## WORK REQUIRED
Lines from the top of the entries through the line that has "#[arg(short = 'l', long, default_value" must be duplicated exactly, and no others.

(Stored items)
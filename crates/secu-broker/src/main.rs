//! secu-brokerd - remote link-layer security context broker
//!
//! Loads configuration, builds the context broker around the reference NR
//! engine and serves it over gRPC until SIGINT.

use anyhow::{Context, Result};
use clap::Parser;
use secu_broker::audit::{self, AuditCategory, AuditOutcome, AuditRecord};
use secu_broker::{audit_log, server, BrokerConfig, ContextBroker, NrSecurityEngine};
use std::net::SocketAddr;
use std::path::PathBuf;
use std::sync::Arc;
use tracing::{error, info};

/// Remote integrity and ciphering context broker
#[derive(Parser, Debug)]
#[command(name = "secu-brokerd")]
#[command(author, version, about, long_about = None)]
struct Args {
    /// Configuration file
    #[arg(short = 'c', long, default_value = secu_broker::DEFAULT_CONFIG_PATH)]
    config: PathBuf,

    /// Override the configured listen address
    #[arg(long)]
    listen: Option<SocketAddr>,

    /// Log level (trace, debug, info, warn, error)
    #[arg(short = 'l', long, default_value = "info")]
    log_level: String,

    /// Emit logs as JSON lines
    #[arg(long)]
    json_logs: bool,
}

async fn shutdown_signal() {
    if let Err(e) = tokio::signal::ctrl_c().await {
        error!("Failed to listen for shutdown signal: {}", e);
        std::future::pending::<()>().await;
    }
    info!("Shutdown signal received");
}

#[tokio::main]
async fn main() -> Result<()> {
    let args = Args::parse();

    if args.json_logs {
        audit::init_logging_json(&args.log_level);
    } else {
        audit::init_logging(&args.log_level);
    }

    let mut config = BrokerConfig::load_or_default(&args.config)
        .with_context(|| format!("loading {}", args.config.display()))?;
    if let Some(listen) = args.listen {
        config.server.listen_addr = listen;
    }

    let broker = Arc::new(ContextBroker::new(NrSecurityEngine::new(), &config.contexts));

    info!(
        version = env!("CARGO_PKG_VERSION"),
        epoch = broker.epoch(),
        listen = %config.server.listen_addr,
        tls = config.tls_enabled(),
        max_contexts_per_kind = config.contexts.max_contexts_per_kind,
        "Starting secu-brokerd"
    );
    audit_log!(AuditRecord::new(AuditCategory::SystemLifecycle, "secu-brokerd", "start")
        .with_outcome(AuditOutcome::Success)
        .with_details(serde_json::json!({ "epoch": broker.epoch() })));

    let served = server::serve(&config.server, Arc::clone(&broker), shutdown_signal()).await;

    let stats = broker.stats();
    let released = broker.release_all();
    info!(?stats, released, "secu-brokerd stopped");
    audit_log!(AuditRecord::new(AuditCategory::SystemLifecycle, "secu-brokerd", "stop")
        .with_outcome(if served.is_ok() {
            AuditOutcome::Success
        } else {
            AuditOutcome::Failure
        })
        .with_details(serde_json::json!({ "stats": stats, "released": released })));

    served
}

## ANSWER TO THIS EXERCISE
filename crates/secu-broker/src/main.rs
//! secu-brokerd - remote link-layer security context broker
//!
//! Loads configuration, builds the context broker around the reference NR
//! engine and serves it over gRPC until SIGINT.

use anyhow::{Context, Result};
use clap::Parser;
use secu_broker::audit::{self, AuditCategory, AuditOutcome, AuditRecord};
use secu_broker::{audit_log, server, BrokerConfig, ContextBroker, NrSecurityEngine};
use std::net::SocketAddr;
use std::path::PathBuf;
use std::sync::Arc;
use tracing::{error, info};

/// Remote integrity and ciphering context broker
#[derive(Parser, Debug)]
#[command(name = "secu-brokerd")]
#[command(author, version, about, long_about = None)]
struct Args {
    /// Configuration file
    #[arg(short = 'c', long, default_value = secu_broker::DEFAULT_CONFIG_PATH)]
    config: PathBuf,

    /// Override the configured listen address
    #[arg(long)]
    listen: Option<SocketAddr>,

    /// Log level (trace, debug, info, warn, error)
    #[arg(short = 'l', long, default_value = "info")]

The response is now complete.